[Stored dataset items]
<<<<

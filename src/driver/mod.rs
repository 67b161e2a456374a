//! driver — convergence loop around step-wise optimizers.
//!
//! Purpose
//! -------
//! Run any [`Optimizer`] (one step per call) until it reaches a known
//! optimum within tolerance or exhausts an evaluation budget. This is the
//! glue used by benchmarks and by callers that know their target value.
//!
//! Key behaviors
//! -------------
//! - [`minimize`] accumulates per-step evaluation counts, checks the budget
//!   before each step, and stops on the first step whose best value is close
//!   enough to the optimum.
//! - Closeness is relative error `|best - optimum| / |optimum|`; for a zero
//!   optimum, where the relative form is undefined, absolute error is used.
//! - Any step error stops the run immediately and is surfaced as
//!   [`DriverError::StepFailed`] with the accumulated count and the best point
//!   found so far.
//!
//! Invariants & assumptions
//! ------------------------
//! - [`DriverOptions`] are validated on construction (`tol > 0` and finite,
//!   `max_evals > 0`).
//! - The driver never retries a failed step.
//!
//! Conventions
//! -----------
//! - Lower objective values are better, matching the rest of the crate.

pub mod errors;
pub mod run;
pub mod traits;

pub use self::errors::{DriverError, DriverResult};
pub use self::run::{convergence_error, minimize};
pub use self::traits::{DriverOptions, DriverOutcome, Optimizer, Step};

pub mod prelude {
    pub use super::errors::{DriverError, DriverResult};
    pub use super::run::minimize;
    pub use super::traits::{DriverOptions, DriverOutcome, Optimizer, Step};
}
//! evaluation — objectives, batch evaluators, and evaluation caching.
//!
//! Purpose
//! -------
//! Provide the leaf layer of the optimizer: how a black-box function is
//! called ([`Objective`]), how a batch of candidate points is evaluated
//! ([`Evaluator`]), and how repeated coordinates are answered from memory
//! ([`CachingEvaluator`]).
//!
//! Key behaviors
//! -------------
//! - [`Point`] pairs a coordinate vector ([`Pos`]) with its value; its
//!   [`PointDigest`] (SHA-1 over big-endian IEEE-754 bits) is the cache key.
//! - [`SerialEvaluator`] evaluates sequentially, optionally continuing past
//!   failures and reporting the last one.
//! - [`CachingEvaluator`] wraps any evaluator, evaluates misses in one batch,
//!   caches everything it sees, and returns hits before fresh results.
//! - [`SimpleObjective`], [`CostFunctionObjective`], and [`ObjectiveLogger`]
//!   adapt closures, argmin cost functions, and add diagnostic logging.
//!
//! Conventions
//! -----------
//! - Lower objective values are better; failures are recorded as `+inf`.
//! - Batch failures are [`BatchError`]s carrying the partial results, so the
//!   caller can always account for the evaluations performed.
//!
//! Testing notes
//! -------------
//! - Unit tests cover abort vs continue-on-error semantics, exactly-once
//!   caching, the ordering deviation of the cache, caching of failed
//!   batches, and digest stability.

pub mod cache;
pub mod errors;
pub mod evaluator;
pub mod objective;
pub mod point;

pub use self::cache::CachingEvaluator;
pub use self::errors::{BatchError, EvalResult, ObjectiveError, ObjectiveResult};
pub use self::evaluator::{Evaluator, SerialEvaluator};
pub use self::objective::{CostFunctionObjective, Objective, ObjectiveLogger, SimpleObjective};
pub use self::point::{Point, PointDigest, Pos};

pub mod prelude {
    pub use super::cache::CachingEvaluator;
    pub use super::errors::{BatchError, ObjectiveError, ObjectiveResult};
    pub use super::evaluator::{Evaluator, SerialEvaluator};
    pub use super::objective::{Objective, SimpleObjective};
    pub use super::point::{Point, Pos};
}
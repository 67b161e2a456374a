//! evaluation::errors — objective failures and batch aborts.
//!
//! Purpose
//! -------
//! Provide the error surface shared by objectives and evaluators. A single
//! point's failure is an [`ObjectiveError`]; a batch that stops (or finishes
//! with a failure) is a [`BatchError`] that also carries the points which
//! were evaluated before the batch gave up.
//!
//! Key behaviors
//! -------------
//! - Attach human-readable `Display` messages to each variant.
//! - Map `argmin` backend errors into [`ObjectiveError::Backend`] so argmin
//!   cost functions can be used as objectives without leaking argmin types.
//! - Keep partial results attached to batch failures so callers can report
//!   how many evaluations were performed before the abort.
//!
//! Conventions
//! -----------
//! - A failed evaluation carries the value `+inf` wherever a value has to be
//!   recorded for it (lower is better, so a failure never becomes a best).
//! - `BatchError::source` is the *last* failure seen by the evaluator; for
//!   evaluators that stop on the first failure this is also the first one.
#[cfg(feature = "python-bindings")]
use pyo3::{PyErr, exceptions::PyValueError};

use argmin::core::{ArgminError, Error};

use crate::evaluation::point::Point;

/// Result alias for a single objective evaluation.
pub type ObjectiveResult<T> = Result<T, ObjectiveError>;

/// Result alias for a batch evaluation.
pub type EvalResult = Result<Vec<Point>, BatchError>;

#[derive(Debug, Clone, PartialEq)]
pub enum ObjectiveError {
    /// The objective could not produce a value for the given coordinates.
    Failed { reason: String },

    /// The objective produced NaN or an infinite value.
    NonFinite { value: f64 },

    /// The coordinate vector does not have the dimensionality the objective
    /// was written for.
    DimensionMismatch { expected: usize, found: usize },

    /// Wrapper for errors raised by an argmin `CostFunction`.
    Backend { text: String },
}

impl ObjectiveError {
    /// Shorthand for [`ObjectiveError::Failed`].
    pub fn failed(reason: impl Into<String>) -> Self {
        ObjectiveError::Failed { reason: reason.into() }
    }
}

impl std::error::Error for ObjectiveError {}

impl std::fmt::Display for ObjectiveError {
    fn fmt(&self, f: &mut std::fmt::Formatter<'_>) -> std::fmt::Result {
        match self {
            ObjectiveError::Failed { reason } => {
                write!(f, "Objective evaluation failed: {reason}")
            }
            ObjectiveError::NonFinite { value } => {
                write!(f, "Objective returned a non-finite value: {value}")
            }
            ObjectiveError::DimensionMismatch { expected, found } => {
                write!(f, "Objective dimension mismatch: expected {expected}, found {found}")
            }
            ObjectiveError::Backend { text } => {
                write!(f, "Cost function backend error: {text}")
            }
        }
    }
}

impl From<Error> for ObjectiveError {
    fn from(original_err: Error) -> Self {
        match original_err.downcast::<ArgminError>() {
            Ok(argmin_err) => ObjectiveError::Backend { text: argmin_err.to_string() },
            Err(err) => match err.downcast::<ObjectiveError>() {
                Ok(obj_err) => obj_err,
                Err(other) => ObjectiveError::Backend { text: other.to_string() },
            },
        }
    }
}

/// A batch evaluation that ended with a failure.
///
/// - `evaluated`: every point the evaluator finished before returning, in the
///   order the evaluator produced them. Failed points that were recorded
///   (continue-on-error mode) carry `val = +inf`.
/// - `source`: the failure reported for the batch.
#[derive(Debug, Clone, PartialEq)]
pub struct BatchError {
    pub evaluated: Vec<Point>,
    pub source: ObjectiveError,
}

impl BatchError {
    pub fn new(evaluated: Vec<Point>, source: ObjectiveError) -> Self {
        Self { evaluated, source }
    }

    /// Number of points evaluated before the batch was abandoned.
    pub fn neval(&self) -> usize {
        self.evaluated.len()
    }
}

impl std::error::Error for BatchError {
    fn source(&self) -> Option<&(dyn std::error::Error + 'static)> {
        Some(&self.source)
    }
}

impl std::fmt::Display for BatchError {
    fn fmt(&self, f: &mut std::fmt::Formatter<'_>) -> std::fmt::Result {
        write!(f, "Batch evaluation failed after {} point(s): {}", self.evaluated.len(), self.source)
    }
}

#[cfg(feature = "python-bindings")]
impl From<ObjectiveError> for PyErr {
    fn from(err: ObjectiveError) -> PyErr {
        PyValueError::new_err(format!("ObjectiveError: {err}"))
    }
}

#[cfg(feature = "python-bindings")]
impl From<BatchError> for PyErr {
    fn from(err: BatchError) -> PyErr {
        PyValueError::new_err(format!("BatchError: {err}"))
    }
}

>>>>

Return all lines from the data above with "alias" in them.

**Response area**:
/// Result alias for a single objective evaluation.
/// Result alias for a batch evaluation.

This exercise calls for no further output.